**Records for processing:**
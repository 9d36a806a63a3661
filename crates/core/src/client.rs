//! Per-device client handle
//!
//! Wraps one device's protocol client with its health bookkeeping. The
//! health fields live behind the client's own lock so concurrent probes of
//! different devices never contend, and breaker state is always checked
//! under that lock before any network contact.

use std::sync::Arc;

use chrono::{DateTime, Utc};
use parking_lot::Mutex;

use crate::breaker::{CircuitBreaker, CircuitState};
use crate::device::{DeviceDescriptor, DeviceSnapshot, DeviceStatus};
use crate::error::{Error, Result};
use crate::protocol::{CameraProtocol, StreamKind};

/// Mutable health state of one device client
#[derive(Debug)]
struct ClientHealth {
    breaker: CircuitBreaker,
    status: DeviceStatus,
    last_seen: Option<DateTime<Utc>>,
    last_healthy: Option<DateTime<Utc>>,
}

/// Outcome of recording a failed probe
#[derive(Debug, Clone, Copy)]
pub(crate) struct ProbeFailure {
    /// The device just transitioned to offline
    pub status_changed: bool,
    /// This failure tripped the breaker open
    pub circuit_opened: bool,
    /// Consecutive failures including this one
    pub consecutive_failures: u32,
}

/// Handle to one registered device: protocol client plus health state.
///
/// Exactly one `DeviceClient` exists per registered device ID; the
/// [`crate::manager::ConnectionManager`] owns the registry.
pub struct DeviceClient {
    descriptor: DeviceDescriptor,
    protocol: Arc<dyn CameraProtocol>,
    health: Mutex<ClientHealth>,
}

impl DeviceClient {
    /// Create a client for a freshly registered device.
    ///
    /// Registration requires a successful login, so the client starts
    /// online with a closed breaker.
    pub fn new(
        descriptor: DeviceDescriptor,
        protocol: Arc<dyn CameraProtocol>,
        breaker: CircuitBreaker,
    ) -> Self {
        let now = Utc::now();
        Self {
            descriptor,
            protocol,
            health: Mutex::new(ClientHealth {
                breaker,
                status: DeviceStatus::Online,
                last_seen: Some(now),
                last_healthy: Some(now),
            }),
        }
    }

    /// The device ID
    pub fn id(&self) -> &str {
        &self.descriptor.id
    }

    /// The registration descriptor (enriched at registration time)
    pub fn descriptor(&self) -> &DeviceDescriptor {
        &self.descriptor
    }

    /// Current operational status
    pub fn status(&self) -> DeviceStatus {
        self.health.lock().status
    }

    /// Point-in-time copy of the device and its health fields
    pub fn snapshot(&self) -> DeviceSnapshot {
        let health = self.health.lock();
        DeviceSnapshot {
            id: self.descriptor.id.clone(),
            host: self.descriptor.host.clone(),
            port: self.descriptor.port,
            model: self.descriptor.model.clone(),
            firmware: self.descriptor.firmware.clone(),
            status: health.status,
            circuit_open: health.breaker.is_open_readonly(),
            failure_count: health.breaker.consecutive_failures(),
            last_seen: health.last_seen,
            last_healthy: health.last_healthy,
        }
    }

    /// Fail fast if the breaker is not closed
    fn check_circuit(&self) -> Result<()> {
        if self.health.lock().breaker.is_open_readonly() {
            return Err(Error::CircuitOpen {
                device_id: self.descriptor.id.clone(),
            });
        }
        Ok(())
    }

    /// Whether the health loop may probe this device right now.
    ///
    /// Consults the breaker under the client lock; an open breaker past its
    /// reset timeout admits the trial probe here.
    pub(crate) fn probe_allowed(&self) -> bool {
        !self.health.lock().breaker.is_open()
    }

    /// Record a successful probe. Returns `true` if the status changed.
    pub(crate) fn record_probe_success(&self) -> bool {
        let mut health = self.health.lock();
        health.breaker.record_success();
        let now = Utc::now();
        health.last_seen = Some(now);
        health.last_healthy = Some(now);
        let changed = health.status != DeviceStatus::Online;
        health.status = DeviceStatus::Online;
        changed
    }

    /// Record a failed probe
    pub(crate) fn record_probe_failure(&self) -> ProbeFailure {
        let mut health = self.health.lock();
        let was_open = health.breaker.state() == CircuitState::Open;
        health.breaker.record_failure();
        let circuit_opened = !was_open && health.breaker.state() == CircuitState::Open;
        let status_changed = health.status != DeviceStatus::Offline;
        health.status = DeviceStatus::Offline;
        ProbeFailure {
            status_changed,
            circuit_opened,
            consecutive_failures: health.breaker.consecutive_failures(),
        }
    }

    /// Raw protocol access for the manager (probe, logout)
    pub(crate) fn protocol(&self) -> &Arc<dyn CameraProtocol> {
        &self.protocol
    }

    /// Resolve a live-stream locator, breaker-guarded
    pub async fn stream_uri(&self, kind: StreamKind, channel: u32) -> Result<String> {
        self.check_circuit()?;
        self.protocol.stream_uri(kind, channel).await
    }

    /// Issue an opaque control call, breaker-guarded
    pub async fn control(
        &self,
        command: &str,
        params: serde_json::Value,
    ) -> Result<serde_json::Value> {
        self.check_circuit()?;
        self.protocol.control(command, params).await
    }
}

impl std::fmt::Debug for DeviceClient {
    fn fmt(&self, f: &mut std::fmt::Formatter<'_>) -> std::fmt::Result {
        let health = self.health.lock();
        f.debug_struct("DeviceClient")
            .field("id", &self.descriptor.id)
            .field("status", &health.status)
            .field("breaker", &health.breaker.state())
            .finish()
    }
}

**Task item:** Scan the entries above for the string "successful", and copy every line where it turns up.

**Reply:**
    /// Registration requires a successful login, so the client starts
    /// Record a successful probe. Returns `true` if the status changed.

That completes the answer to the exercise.